Maintenant, un simple ajout sur un fichier EXCEL : Houtis = terroristes. Et on peut envoyer des missiles sans que personne ne s’en indigne. Il est vrai que l’opinion publique, et les consommateurs européens en particulier, s’en foutent complètement : ce qui leur importe, c’est que les marchandises commandées leur arrivent en temps et en heure – ce pourquoi, sans trop exagérer, on peut dire que NOUS envoyons actuellement des missiles sur les Houtis. Que nous sommes fondamentalement d’accord avec ça.

Qu’on me comprenne bien : je n’ai aucune sympathie  pour les Houtis, qui représentent une version de l’islam qui ressemble fort à celle des dirigeants Iraniens (la vie des femmes depuis qu’Abdul-Malik al-Houthi et ses milices ont pris le pouvoir sur le Nord Ouest du Yemen et sa capitale n’a pas grand chose à envier à celle des iraniennes, et le leader est un antisémite brutal, un « militaire religieux » comme il en existe tant au Moyen-Orient et ailleurs.)

Non. Ce qui me frappe dans cette affaire, c’est vraiment la manière dont les occidentaux, les États-Unis en particulier, ne se sont même pas donnés la peine de construire la moindre ébauche de justification, admettant désormais explicitement et sans scrupule la primauté du Marché sur tout récit politique (assumant explicitement que l’économie ne soit décidément plus une question politique, c’est-à-dire discutable, exceptée entre experts. C’est à mon sens le point crucial de ce qu’on appelle le néolibéralisme : exclure le marché du champ politique).

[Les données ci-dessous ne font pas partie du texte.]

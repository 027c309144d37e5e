use std::fmt;
use std::num::ParseFloatError;

use thiserror::Error;

/// Represents a partial computation that can be captured as part of an
/// error message.
#[derive(Debug, Clone, PartialEq)]
pub enum PartialComp {
    Unary { op: String, arg: String },
    Binary { op: String, lhs: String, rhs: String },
}

impl PartialComp {
    pub fn unary<T, U>(op: T, arg: U) -> Self
    where
        T: ToString,
        U: ToString,
    {
        PartialComp::Unary {
            op: op.to_string(),
            arg: arg.to_string(),
        }
    }

    pub fn binary<T, U, V>(op: T, lhs: U, rhs: V) -> Self
    where
        T: ToString,
        U: ToString,
        V: ToString,
    {
        PartialComp::Binary {
            op: op.to_string(),
            lhs: lhs.to_string(),
            rhs: rhs.to_string(),
        }
    }
}

impl fmt::Display for PartialComp {
    fn fmt(&self, f: &mut fmt::Formatter) -> fmt::Result {
        match *self {
            PartialComp::Unary { ref op, ref arg } => write!(f, "{} {}", op, arg),
            PartialComp::Binary {
                ref op,
                ref lhs,
                ref rhs,
            } => write!(f, "{} {} {}", lhs, op, rhs),
        }
    }
}

/// The three failure classes a caller may want to tell apart. The
/// composer itself collapses all of them into a single error display.
#[derive(Debug, Clone, Copy, PartialEq, Eq)]
pub enum ErrorKind {
    /// Malformed input: bad tokens, unbalanced parentheses, dangling
    /// operators, empty function arguments.
    Syntax,
    /// Mathematically undefined for the given inputs.
    Domain,
    /// Result or input exceeds what the engine will represent.
    Overflow,
}

#[derive(Debug, Clone, PartialEq, Error)]
pub enum CalcError {
    #[error("attempted to divide by zero")]
    DivideByZero,
    #[error("invalid number: {0}")]
    InvalidNumber(String),
    #[error("unrecognized token: {0}")]
    UnrecognizedToken(String),
    #[error("expected {1} token, got {0} instead")]
    UnexpectedToken(String, &'static str),
    #[error("unknown constant or function '{0}'")]
    UnknownAtom(String),
    #[error("unexpected end of input")]
    UnexpectedEndOfInput,
    #[error("unmatched parenthesis")]
    UnmatchedParenthesis,
    #[error("no bracketed function argument")]
    NoFunctionArgument,
    #[error("expression '{0}' is undefined")]
    Undefined(PartialComp),
    #[error("expression '{0}' would overflow")]
    WouldOverflow(PartialComp),
    #[error("expression nesting exceeds {0} levels")]
    TooDeep(usize),
    #[error("expression longer than {0} characters")]
    TooLong(usize),
}

impl CalcError {
    pub fn kind(&self) -> ErrorKind {
        use self::CalcError::*;
        match *self {
            InvalidNumber(_)
            | UnrecognizedToken(_)
            | UnexpectedToken(..)
            | UnknownAtom(_)
            | UnexpectedEndOfInput
            | UnmatchedParenthesis
            | NoFunctionArgument => ErrorKind::Syntax,
            DivideByZero | Undefined(_) => ErrorKind::Domain,
            WouldOverflow(_) | TooDeep(_) | TooLong(_) => ErrorKind::Overflow,
        }
    }
}

impl From<ParseFloatError> for CalcError {
    fn from(data: ParseFloatError) -> CalcError {
        CalcError::InvalidNumber(data.to_string())
    }
}
//! メモリ読み取り
//!
//! 調査対象のメモリ（実行中のプロセス、コアダンプ）を抽象化します。

use crate::Result;

/// メモリ読み取りトレイト
pub trait MemoryReader {
    /// `addr` から `size` バイト読み取る
    fn read(&self, addr: u64, size: usize) -> Result<Vec<u8>>;

    /// u64値を読み取る（リトルエンディアン）
    fn read_u64(&self, addr: u64) -> Result<u64> {
        let bytes = self.read(addr, 8)?;
        let array: [u8; 8] = bytes
            .as_slice()
            .try_into()
            .map_err(|_| anyhow::anyhow!("short read at 0x{:x}", addr))?;
        Ok(u64::from_le_bytes(array))
    }
}

/// メモリ上のバイト列の集合
///
/// コアダンプのロード可能セグメントや、テスト用のメモリとして使います。
#[derive(Debug, Default, Clone)]
pub struct MemoryImage {
    regions: Vec<Region>,
}

#[derive(Debug, Clone)]
struct Region {
    start: u64,
    bytes: Vec<u8>,
}

impl Region {
    fn end(&self) -> u64 {
        self.start.saturating_add(self.bytes.len() as u64)
    }
}

impl MemoryImage {
    /// 空のメモリイメージを作成する
    pub fn new() -> Self {
        Self::default()
    }

    /// 領域を追加する
    pub fn add_region(&mut self, start: u64, bytes: Vec<u8>) {
        self.regions.push(Region { start, bytes });
    }

    /// 領域を追加する（ビルダー形式）
    pub fn with_region(mut self, start: u64, bytes: Vec<u8>) -> Self {
        self.add_region(start, bytes);
        self
    }

    /// 領域の数
    pub fn region_count(&self) -> usize {
        self.regions.len()
    }
}

impl MemoryReader for MemoryImage {
    fn read(&self, addr: u64, size: usize) -> Result<Vec<u8>> {
        let end = addr
            .checked_add(size as u64)
            .ok_or_else(|| anyhow::anyhow!("address overflow at 0x{:x}", addr))?;

        let region = self
            .regions
            .iter()
            .find(|r| r.start <= addr && end <= r.end())
            .ok_or_else(|| anyhow::anyhow!("address 0x{:x} (+{}) is not mapped", addr, size))?;

        let offset = (addr - region.start) as usize;
        Ok(region.bytes[offset..offset + size].to_vec())
    }
}
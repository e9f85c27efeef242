//! DWARF型情報に基づく値ハンドル
//!
//! [`DwarfValue`] は（型, アドレス）の組で、読み取りは必要になった時点で
//! [`MemoryReader`] を通して行います。

use crate::decode::{read_uint, DecodeConfig, DisplayValue, ValueDecoder};
use crate::types::{TypeDef, TypeKind, TypeRef, TypeTable, Variant, VariantPart};
use crate::{MemoryReader, Result};
use awaitree_core::{TypeCode, ValueError, ValueHandle, ValueResult};
use std::fmt;
use std::ops::Range;
use std::rc::Rc;
use tracing::debug;

/// トレイトオブジェクトへのポインタのメンバ名
const FAT_POINTER_MEMBERS: [&str; 2] = ["pointer", "vtable"];

/// コンパイラが生成する状態機械の型名かどうか
///
/// 状態機械のvariantは、discriminant値を名前とするフィールドとして公開します。
fn is_state_machine(name: &str) -> bool {
    name.contains("{async_fn_env#") || name.contains("{async_block_env#")
}

/// 値の読み取りに必要なもの一式
pub struct DwarfContext {
    types: TypeTable,
    memory: Box<dyn MemoryReader>,
    decoder: ValueDecoder,
}

impl DwarfContext {
    /// 新しいコンテキストを作成する
    pub fn new(types: TypeTable, memory: Box<dyn MemoryReader>, config: DecodeConfig) -> Rc<Self> {
        Rc::new(Self {
            types,
            memory,
            decoder: ValueDecoder::new(config),
        })
    }

    /// 型情報テーブル
    pub fn types(&self) -> &TypeTable {
        &self.types
    }

    /// 型名とアドレスから値を作成する
    ///
    /// # Arguments
    /// * `type_name` - 完全修飾された型名
    /// * `address` - 値の先頭アドレス
    pub fn value(self: &Rc<Self>, type_name: &str, address: u64) -> Result<DwarfValue> {
        let ty = self
            .types
            .lookup(type_name)
            .ok_or_else(|| anyhow::anyhow!("No type named `{}` in debug info", type_name))?;
        Ok(DwarfValue::new(Rc::clone(self), ty, address))
    }
}

/// DWARF型情報に基づく値
#[derive(Clone)]
pub struct DwarfValue {
    cx: Rc<DwarfContext>,
    ty: TypeRef,
    address: u64,
}

impl DwarfValue {
    /// 新しい値を作成する（typedefは剥がされる）
    pub fn new(cx: Rc<DwarfContext>, ty: TypeRef, address: u64) -> Self {
        let ty = cx.types.strip_aliases(ty);
        Self { cx, ty, address }
    }

    /// 値の先頭アドレス
    pub fn address(&self) -> u64 {
        self.address
    }

    /// 型
    pub fn type_ref(&self) -> TypeRef {
        self.ty
    }

    fn def(&self) -> ValueResult<&TypeDef> {
        self.cx
            .types
            .get(self.ty)
            .ok_or_else(|| ValueError::TypeUnavailable(format!("<0x{:x}>", self.ty.offset())))
    }

    fn display_name(&self) -> String {
        self.cx
            .types
            .display_name(self.ty)
            .unwrap_or_else(|| "<unknown>".to_string())
    }

    /// 同じコンテキストで別の型・アドレスの値を作る
    fn at(&self, ty: Option<TypeRef>, address: u64, what: &str) -> ValueResult<Self> {
        let ty = ty.ok_or_else(|| ValueError::TypeUnavailable(what.to_string()))?;
        Ok(Self::new(Rc::clone(&self.cx), ty, address))
    }

    /// 先頭からのオフセットにあるアドレス（桁あふれは読み取り不能）
    fn offset_address(&self, offset: u64) -> ValueResult<u64> {
        self.address
            .checked_add(offset)
            .ok_or(ValueError::MemoryUnavailable {
                address: self.address,
                size: 0,
            })
    }

    /// 配列要素のアドレス
    fn element_address(&self, index: u64, element_size: u64) -> ValueResult<u64> {
        index
            .checked_mul(element_size)
            .and_then(|offset| self.address.checked_add(offset))
            .ok_or(ValueError::MemoryUnavailable {
                address: self.address,
                size: element_size as usize,
            })
    }

    fn read_at(&self, address: u64, size: usize) -> ValueResult<Vec<u8>> {
        self.cx.memory.read(address, size).map_err(|e| {
            debug!("memory read failed: {}", e);
            ValueError::MemoryUnavailable { address, size }
        })
    }

    fn read_uint_at(&self, address: u64, size: u64) -> ValueResult<u64> {
        let bytes = self.read_at(address, size as usize)?;
        read_uint(&bytes).ok_or_else(|| ValueError::TypeUnavailable(format!("{}-byte integer", size)))
    }

    fn size(&self) -> ValueResult<u64> {
        self.cx
            .types
            .size_of(self.ty)
            .ok_or_else(|| ValueError::TypeUnavailable(format!("size of `{}`", self.display_name())))
    }

    /// 現在有効なvariantをメモリ上のdiscriminantから決める
    fn active_variant<'p>(&self, part: &'p VariantPart) -> ValueResult<&'p Variant> {
        let discriminant = match &part.discriminant {
            Some(member) => member,
            None => {
                return part
                    .variants
                    .first()
                    .ok_or_else(|| ValueError::TypeUnavailable(self.display_name()))
            }
        };

        let size = discriminant
            .ty
            .and_then(|ty| self.cx.types.size_of(ty))
            .unwrap_or(4);
        let value = self.read_uint_at(self.offset_address(discriminant.offset)?, size)?;

        part.variants
            .iter()
            .find(|v| v.discr_value == Some(value))
            .or_else(|| part.variants.iter().find(|v| v.discr_value.is_none()))
            .ok_or_else(|| {
                ValueError::TypeUnavailable(format!(
                    "no variant of `{}` for discriminant {}",
                    self.display_name(),
                    value
                ))
            })
    }

    /// 有効なvariantを公開するフィールド名
    fn variant_field_name(&self, variant: &Variant) -> String {
        match variant.discr_value {
            Some(value) if is_state_machine(&self.display_name()) => value.to_string(),
            _ => variant.member.name.clone(),
        }
    }

    fn is_fat_pointer(def: &TypeDef) -> bool {
        match &def.kind {
            TypeKind::Struct {
                members,
                variant_part: None,
            } => {
                members.len() == FAT_POINTER_MEMBERS.len()
                    && members
                        .iter()
                        .zip(FAT_POINTER_MEMBERS)
                        .all(|(member, name)| member.name == name)
            }
            _ => false,
        }
    }

    /// `&str` の中身を読む
    fn display_str(&self) -> ValueResult<DisplayValue> {
        let ptr = self.field("data_ptr")?;
        let len = self.field("length")?;
        let address = read_uint(&self.read_at(ptr.address, 8)?).unwrap_or(0);
        let len = read_uint(&self.read_at(len.address, 8)?).unwrap_or(0);
        let bytes = self.read_at(address, self.cx.decoder.str_read_len(len))?;
        Ok(self.cx.decoder.decode_str(&bytes, len))
    }

    fn display(&self, depth: usize) -> ValueResult<DisplayValue> {
        let def = self.def()?;
        let name = self.display_name();

        match &def.kind {
            TypeKind::Base { encoding } => {
                let bytes = self.read_at(self.address, self.size()? as usize)?;
                Ok(self.cx.decoder.decode_base(&bytes, *encoding))
            }
            TypeKind::Pointer { .. } | TypeKind::Reference { .. } => {
                Ok(DisplayValue::Ptr(self.read_uint_at(self.address, self.size()?)?))
            }
            TypeKind::Enumeration { enumerators, .. } => {
                let raw = self.read_uint_at(self.address, self.size()?)?;
                match enumerators.iter().find(|e| e.value as u64 == raw) {
                    Some(e) => Ok(DisplayValue::Enum {
                        name,
                        variant: e.name.clone(),
                        fields: Vec::new(),
                    }),
                    None => Ok(DisplayValue::Uint(raw)),
                }
            }
            TypeKind::Struct { .. } if Self::is_fat_pointer(def) => {
                let pointer = self.field(FAT_POINTER_MEMBERS[0])?;
                Ok(DisplayValue::Ptr(self.read_uint_at(pointer.address, 8)?))
            }
            TypeKind::Struct { .. } if name == "&str" => self.display_str(),
            TypeKind::Struct { .. } if depth >= self.cx.decoder.config().max_depth => {
                Ok(DisplayValue::Elided(name))
            }
            TypeKind::Struct {
                members,
                variant_part: Some(part),
            } => {
                let variant = self.active_variant(part)?;
                let inner = self.at(
                    variant.member.ty,
                    self.offset_address(variant.member.offset)?,
                    &variant.member.name,
                )?;
                let mut fields = self.display_members(members, depth);
                if let DisplayValue::Struct { fields: inner_fields, .. } = inner.display(depth + 1)? {
                    fields.extend(inner_fields);
                }
                Ok(DisplayValue::Enum {
                    name,
                    variant: variant.member.name.clone(),
                    fields,
                })
            }
            TypeKind::Struct { members, .. } => Ok(DisplayValue::Struct {
                name,
                fields: self.display_members(members, depth),
            }),
            TypeKind::Array {
                element,
                count: Some(count),
            } if depth < self.cx.decoder.config().max_depth => {
                let (shown, truncated) = self.cx.decoder.array_display_len(*count);
                let element_size = element
                    .and_then(|e| self.cx.types.size_of(e))
                    .ok_or_else(|| ValueError::TypeUnavailable(format!("element of `{}`", name)))?;
                let mut elements = Vec::new();
                for i in 0..shown {
                    let value = self
                        .element_address(i, element_size)
                        .and_then(|address| self.at(*element, address, "element"))
                        .and_then(|value| value.display(depth + 1))
                        .unwrap_or(DisplayValue::Unavailable);
                    elements.push(value);
                }
                Ok(DisplayValue::Array(elements, truncated))
            }
            _ => Ok(DisplayValue::Elided(name)),
        }
    }

    fn display_members(
        &self,
        members: &[crate::types::Member],
        depth: usize,
    ) -> Vec<(String, DisplayValue)> {
        members
            .iter()
            .map(|member| {
                let value = self
                    .offset_address(member.offset)
                    .and_then(|address| self.at(member.ty, address, &member.name))
                    .and_then(|v| v.display(depth + 1))
                    .unwrap_or(DisplayValue::Unavailable);
                (member.name.clone(), value)
            })
            .collect()
    }
}

impl fmt::Debug for DwarfValue {
    fn fmt(&self, f: &mut fmt::Formatter<'_>) -> fmt::Result {
        write!(f, "{{{}}} 0x{:x}", self.display_name(), self.address)
    }
}

impl ValueHandle for DwarfValue {
    fn type_name(&self) -> Option<String> {
        self.cx.types.display_name(self.ty)
    }

    fn type_code(&self) -> TypeCode {
        let def = match self.def() {
            Ok(def) => def,
            Err(_) => return TypeCode::Other,
        };
        match &def.kind {
            TypeKind::Base { .. } => TypeCode::Primitive,
            TypeKind::Pointer { .. } => {
                // rustc は参照も DW_TAG_pointer_type として出力する
                if def.name.as_deref().is_some_and(|name| name.starts_with('&')) {
                    TypeCode::Reference
                } else {
                    TypeCode::Pointer
                }
            }
            TypeKind::Reference { .. } => TypeCode::Reference,
            TypeKind::Struct { .. } if Self::is_fat_pointer(def) => TypeCode::FatPointer,
            TypeKind::Struct {
                variant_part: Some(_),
                ..
            } => TypeCode::Enum,
            TypeKind::Struct { .. } => TypeCode::Struct,
            TypeKind::Enumeration { .. } => TypeCode::Enum,
            TypeKind::Array { .. } => TypeCode::Array,
            TypeKind::Union { .. } | TypeKind::Alias { .. } | TypeKind::Other => TypeCode::Other,
        }
    }

    fn field_names(&self) -> ValueResult<Vec<String>> {
        match &self.def()?.kind {
            TypeKind::Struct {
                members,
                variant_part,
            } => {
                let mut names: Vec<String> = members.iter().map(|m| m.name.clone()).collect();
                if let Some(part) = variant_part {
                    names.push(self.variant_field_name(self.active_variant(part)?));
                }
                Ok(names)
            }
            TypeKind::Union { members } => Ok(members.iter().map(|m| m.name.clone()).collect()),
            _ => Ok(Vec::new()),
        }
    }

    fn field(&self, name: &str) -> ValueResult<Self> {
        let no_such_field = || ValueError::NoSuchField {
            type_name: self.display_name(),
            field: name.to_string(),
        };

        match &self.def()?.kind {
            TypeKind::Struct {
                members,
                variant_part,
            } => {
                if let Some(member) = members.iter().find(|m| m.name == name) {
                    return self.at(member.ty, self.offset_address(member.offset)?, name);
                }
                let part = variant_part.as_ref().ok_or_else(no_such_field)?;
                let variant = self.active_variant(part)?;
                if self.variant_field_name(variant) == name {
                    self.at(variant.member.ty, self.offset_address(variant.member.offset)?, name)
                } else {
                    Err(no_such_field())
                }
            }
            TypeKind::Union { members } => {
                let member = members.iter().find(|m| m.name == name).ok_or_else(no_such_field)?;
                self.at(member.ty, self.offset_address(member.offset)?, name)
            }
            _ => Err(no_such_field()),
        }
    }

    fn dereference(&self) -> ValueResult<Self> {
        let def = self.def()?;
        match &def.kind {
            TypeKind::Pointer { pointee } | TypeKind::Reference { pointee } => {
                let target = self.read_uint_at(self.address, self.size()?)?;
                if target == 0 {
                    return Err(ValueError::MemoryUnavailable {
                        address: 0,
                        size: pointee.and_then(|p| self.cx.types.size_of(p)).unwrap_or(0) as usize,
                    });
                }
                self.at(*pointee, target, "pointee")
            }
            TypeKind::Struct { .. } if Self::is_fat_pointer(def) => {
                self.field(FAT_POINTER_MEMBERS[0])?.dereference()
            }
            _ => Err(ValueError::NotAPointer(self.display_name())),
        }
    }

    fn array_range(&self) -> ValueResult<Range<u64>> {
        match &self.def()?.kind {
            TypeKind::Array {
                count: Some(count), ..
            } => Ok(0..*count),
            TypeKind::Array { count: None, .. } => Err(ValueError::TypeUnavailable(format!(
                "length of `{}`",
                self.display_name()
            ))),
            _ => Err(ValueError::NotAnArray(self.display_name())),
        }
    }

    fn index(&self, index: u64) -> ValueResult<Self> {
        let range = self.array_range()?;
        if !range.contains(&index) {
            return Err(ValueError::IndexOutOfBounds {
                index,
                len: range.end,
            });
        }
        let element = match &self.def()?.kind {
            TypeKind::Array { element, .. } => *element,
            _ => None,
        };
        let element_size = element
            .and_then(|e| self.cx.types.size_of(e))
            .ok_or_else(|| ValueError::TypeUnavailable(format!("element of `{}`", self.display_name())))?;
        self.at(element, self.element_address(index, element_size)?, "element")
    }

    fn render(&self) -> ValueResult<String> {
        self.display(0).map(|value| value.to_string())
    }
}
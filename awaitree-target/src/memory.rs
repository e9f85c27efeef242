//! プロセスメモリの読み取り

use crate::Result;
use awaitree_dwarf::MemoryReader;
use nix::errno::Errno;
use nix::unistd::Pid;
use std::fs::File;
use std::io::{Read as _, Seek, SeekFrom};
use tracing::debug;

/// 実行中のプロセスのメモリ
///
/// 読み取りには対象プロセスへのptraceアタッチ（または同等の権限）が必要です。
pub struct ProcessMemory {
    pid: Pid,
}

impl ProcessMemory {
    /// メモリアクセスを作成する
    pub fn new(pid: i32) -> Self {
        Self {
            pid: Pid::from_raw(pid),
        }
    }

    /// /proc/pid/mem のパスを取得する
    fn mem_path(&self) -> String {
        format!("/proc/{}/mem", self.pid)
    }

    /// /proc/pid/mem経由でメモリを読み取る
    fn read_via_proc_mem(&self, addr: u64, size: usize) -> std::io::Result<Vec<u8>> {
        let mut file = File::open(self.mem_path())?;
        file.seek(SeekFrom::Start(addr))?;

        let mut buffer = vec![0u8; size];
        file.read_exact(&mut buffer)?;
        Ok(buffer)
    }

    /// PTRACE_PEEKDATAを使用してメモリからデータを読み取る
    ///
    /// /proc/pid/memが使用できない場合のフォールバックです。
    pub fn read_via_ptrace(&self, addr: u64, size: usize) -> Result<Vec<u8>> {
        use nix::sys::ptrace;

        let mut data = Vec::with_capacity(size);
        let word_size = std::mem::size_of::<std::ffi::c_long>();

        for offset in (0..size).step_by(word_size) {
            let word_addr = addr.checked_add(offset as u64).ok_or_else(|| {
                anyhow::anyhow!("address overflow reading {} bytes at 0x{:x}", size, addr)
            })?;
            let word = ptrace::read(self.pid, word_addr as ptrace::AddressType).map_err(|e| {
                anyhow::anyhow!("Failed to read via ptrace at 0x{:x}: {}", word_addr, e)
            })?;

            let bytes = word.to_ne_bytes();
            let copy_size = (size - offset).min(word_size);
            data.extend_from_slice(&bytes[..copy_size]);
        }

        Ok(data)
    }
}

impl MemoryReader for ProcessMemory {
    fn read(&self, addr: u64, size: usize) -> Result<Vec<u8>> {
        match self.read_via_proc_mem(addr, size) {
            Ok(data) => Ok(data),
            // 未マッピング領域はEIO、権限がない場合はEACCES/EPERM
            Err(e) if e.raw_os_error() == Some(Errno::EIO as i32) => {
                debug!("/proc/{}/mem read at 0x{:x} failed: {}", self.pid, addr, e);
                self.read_via_ptrace(addr, size)
            }
            Err(e) => Err(anyhow::anyhow!(
                "Failed to read {} bytes at 0x{:x} from {}: {}",
                size,
                addr,
                self.mem_path(),
                e
            )),
        }
    }
}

Dans les faits, ça n’a certes rien de nouveau (il y a longtemps que les forces militaires et de police dans la plupart des États du monde sont chargées de sécuriser les flux de marchandises, au sortir des usines et des entrepôts, sur les routes, les détroits, etc..). Mais cette sorte de nonchalance dans les discours au moment d’entrer en guerre.. Comme si les puissances occidentales se contentaient de gérer ici leurs affaires internes sans avoir à rendre de comptes à quiconque, comme elles envoient leurs polices réprimer les blocages, les grèves, les manifestations, tout ce qui fait obstacle et ralentit l’extraction du capital. Il s’agit bien de cela sans doute : le Yemen n’existe pas tant que les porte-containers peuvent franchir la Mer Rouge (la longue guerre avec l’Arabie saoudite et la misère dans laquelle sont plongées les populations yéménites en témoignent : les européens s’en foutent totalement). Mais si le Yemen soudainement pose problème, alors il existe et devient un embarras quasiment « domestique » – qu’il faut régler au plus vite.

 

Non, là vraiment, on ne s’embarrasse pas de justification sur la guerre « juste », sur la légitimité des actes de guerre. On y va sans sourciller.